Material to process Block Start

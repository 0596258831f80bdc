//! Multi-document section ranking for a persona.
//!
//! Every requested document is read independently (in parallel unless
//! disabled); candidates are then pooled in request order, ranked globally,
//! and an excerpt is taken below each selected heading.

mod excerpt;
mod options;
mod ranker;

pub use excerpt::{extract_excerpt, find_case_insensitive};
pub use options::{ExcerptOptions, RankOptions, RankRule};
pub use ranker::{heading_candidates, rank_document, select_sections, HeadingCandidate};

use rayon::prelude::*;
use std::collections::HashMap;
use std::path::Path;

use crate::error::Result;
use crate::model::{
    CollectionMetadata, CollectionReport, CollectionRequest, DocumentRef, SectionCandidate,
    SubsectionAnalysis,
};
use crate::parser::{ParseOptions, PdfSpanSource, SpanSource};
use crate::render::{to_json, JsonFormat};

/// Indentation of written collection reports.
pub const REPORT_INDENT: usize = 4;

struct LoadedDocument {
    filename: String,
    candidates: Vec<HeadingCandidate>,
}

/// Ranks sections across the documents of a collection request.
#[derive(Debug, Clone, Default)]
pub struct CollectionAnalyzer {
    options: RankOptions,
}

impl CollectionAnalyzer {
    /// Create an analyzer.
    pub fn new(options: RankOptions) -> Self {
        Self { options }
    }

    /// Analyze a request, stamping the report with the current local time.
    ///
    /// `open` is called for each requested file name, and again for each
    /// document an excerpt is taken from. Documents it fails to open or read
    /// are skipped.
    pub fn analyze<S, F>(&self, request: &CollectionRequest, open: F) -> CollectionReport
    where
        S: SpanSource,
        F: Fn(&str) -> Result<S> + Sync,
    {
        self.analyze_at(request, open, current_timestamp())
    }

    /// Analyze a request with an explicit processing timestamp.
    pub fn analyze_at<S, F>(
        &self,
        request: &CollectionRequest,
        open: F,
        timestamp: impl Into<String>,
    ) -> CollectionReport
    where
        S: SpanSource,
        F: Fn(&str) -> Result<S> + Sync,
    {
        let load = |doc: &DocumentRef| self.load(doc, &open);
        // Candidate lists are joined in request order before ranking
        let loaded: Vec<LoadedDocument> = if self.options.parallel {
            request.documents.par_iter().filter_map(load).collect()
        } else {
            request.documents.iter().filter_map(load).collect()
        };

        let pooled: Vec<SectionCandidate> = loaded
            .iter()
            .flat_map(|doc| rank_document(&doc.filename, &doc.candidates, &self.options))
            .collect();
        let sections = select_sections(pooled, &self.options);

        let mut sources: HashMap<String, Option<S>> = HashMap::new();
        let subsections = sections
            .iter()
            .map(|section| {
                let source = sources
                    .entry(section.document.clone())
                    .or_insert_with(|| open(&section.document).ok());
                SubsectionAnalysis {
                    document: section.document.clone(),
                    refined_text: source
                        .as_ref()
                        .map(|source| self.excerpt(source, section))
                        .unwrap_or_default(),
                    page_number: section.page_number,
                }
            })
            .collect();

        CollectionReport {
            metadata: CollectionMetadata {
                input_documents: request.filenames(),
                persona: request.persona.role.clone(),
                job_to_be_done: request.job_to_be_done.task.clone(),
                processing_timestamp: timestamp.into(),
            },
            extracted_sections: sections,
            subsection_analysis: subsections,
        }
    }

    fn load<S, F>(&self, doc: &DocumentRef, open: &F) -> Option<LoadedDocument>
    where
        S: SpanSource,
        F: Fn(&str) -> Result<S>,
    {
        match open(&doc.filename).and_then(|source| source.pages()) {
            Ok(pages) => {
                let candidates = heading_candidates(&pages, &self.options);
                log::debug!("{}: {} heading candidates", doc.filename, candidates.len());
                Some(LoadedDocument {
                    filename: doc.filename.clone(),
                    candidates,
                })
            }
            Err(e) => {
                log::warn!("Skipping {}: {}", doc.filename, e);
                None
            }
        }
    }

    fn excerpt<S: SpanSource>(&self, source: &S, section: &SectionCandidate) -> String {
        match source.page_text(section.page_number) {
            Ok(text) => extract_excerpt(&text, &section.section_title, &self.options.excerpt),
            Err(e) => {
                log::warn!(
                    "No text for {} page {}: {}",
                    section.document,
                    section.page_number,
                    e
                );
                String::new()
            }
        }
    }
}

/// Analyze the collection described by a request file, reading PDFs from `pdf_dir`.
pub fn analyze_collection<P, Q>(
    request_path: P,
    pdf_dir: Q,
    options: &RankOptions,
) -> Result<CollectionReport>
where
    P: AsRef<Path>,
    Q: AsRef<Path>,
{
    let request = CollectionRequest::from_file(request_path)?;
    let pdf_dir = pdf_dir.as_ref();
    let parse_options = ParseOptions::default().lenient();

    Ok(CollectionAnalyzer::new(options.clone()).analyze(&request, |filename| {
        PdfSpanSource::open_with_options(pdf_dir.join(filename), parse_options.clone())
    }))
}

/// Write a report as JSON indented by four spaces.
pub fn write_report<P: AsRef<Path>>(report: &CollectionReport, path: P) -> Result<()> {
    let json = to_json(report, JsonFormat::Indented(REPORT_INDENT))?;
    std::fs::write(path, json)?;
    Ok(())
}

/// Local time in ISO-8601 with microseconds.
pub fn current_timestamp() -> String {
    chrono::Local::now()
        .format("%Y-%m-%dT%H:%M:%S%.6f")
        .to_string()
}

Material to process Block End

Gather each line of the listing containing the word "CollectionRequest" and show it.

    CollectionMetadata, CollectionReport, CollectionRequest, DocumentRef, SectionCandidate,
    pub fn analyze<S, F>(&self, request: &CollectionRequest, open: F) -> CollectionReport
        request: &CollectionRequest,
    let request = CollectionRequest::from_file(request_path)?;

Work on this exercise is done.